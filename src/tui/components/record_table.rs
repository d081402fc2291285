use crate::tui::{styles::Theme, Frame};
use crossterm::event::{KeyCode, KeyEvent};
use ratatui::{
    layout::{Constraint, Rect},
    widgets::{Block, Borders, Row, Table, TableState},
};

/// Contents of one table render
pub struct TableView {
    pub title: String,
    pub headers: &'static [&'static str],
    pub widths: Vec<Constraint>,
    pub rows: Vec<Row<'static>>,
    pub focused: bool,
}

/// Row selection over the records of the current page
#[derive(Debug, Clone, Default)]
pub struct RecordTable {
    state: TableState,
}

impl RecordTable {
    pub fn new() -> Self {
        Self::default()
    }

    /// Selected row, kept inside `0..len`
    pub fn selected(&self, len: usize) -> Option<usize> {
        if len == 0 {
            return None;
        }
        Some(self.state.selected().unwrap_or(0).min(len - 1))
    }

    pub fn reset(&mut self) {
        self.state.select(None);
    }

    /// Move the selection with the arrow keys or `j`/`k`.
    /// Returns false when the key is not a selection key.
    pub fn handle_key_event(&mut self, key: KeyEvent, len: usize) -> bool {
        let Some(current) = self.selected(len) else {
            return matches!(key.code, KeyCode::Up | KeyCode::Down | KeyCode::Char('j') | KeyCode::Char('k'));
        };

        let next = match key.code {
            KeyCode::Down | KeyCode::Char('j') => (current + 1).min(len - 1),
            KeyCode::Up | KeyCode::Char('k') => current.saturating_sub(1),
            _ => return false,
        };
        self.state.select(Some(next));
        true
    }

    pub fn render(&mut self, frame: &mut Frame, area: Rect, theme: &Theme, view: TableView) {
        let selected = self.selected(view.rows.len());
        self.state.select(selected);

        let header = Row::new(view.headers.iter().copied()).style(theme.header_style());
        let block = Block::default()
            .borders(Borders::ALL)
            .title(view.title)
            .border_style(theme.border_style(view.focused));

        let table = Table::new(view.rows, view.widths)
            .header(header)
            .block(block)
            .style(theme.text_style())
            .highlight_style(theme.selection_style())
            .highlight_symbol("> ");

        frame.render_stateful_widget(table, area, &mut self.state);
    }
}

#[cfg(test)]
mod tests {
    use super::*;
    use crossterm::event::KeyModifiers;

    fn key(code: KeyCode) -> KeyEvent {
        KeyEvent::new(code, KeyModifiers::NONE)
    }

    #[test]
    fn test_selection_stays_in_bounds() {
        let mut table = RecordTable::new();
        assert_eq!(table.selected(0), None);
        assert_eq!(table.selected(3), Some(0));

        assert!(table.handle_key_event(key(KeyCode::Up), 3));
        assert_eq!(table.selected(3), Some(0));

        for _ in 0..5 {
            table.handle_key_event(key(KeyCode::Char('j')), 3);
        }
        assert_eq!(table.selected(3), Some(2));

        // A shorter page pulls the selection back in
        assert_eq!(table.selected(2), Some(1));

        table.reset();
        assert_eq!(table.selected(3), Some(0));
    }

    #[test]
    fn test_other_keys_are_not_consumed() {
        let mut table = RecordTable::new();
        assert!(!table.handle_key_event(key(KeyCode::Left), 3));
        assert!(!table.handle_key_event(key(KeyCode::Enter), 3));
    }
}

============================================================

— WORK TO COMPLETE —
Considering only the data above, return the lines in which "KeyModifiers" occurs.

— RESPONSE —
    use crossterm::event::KeyModifiers;
        KeyEvent::new(code, KeyModifiers::NONE)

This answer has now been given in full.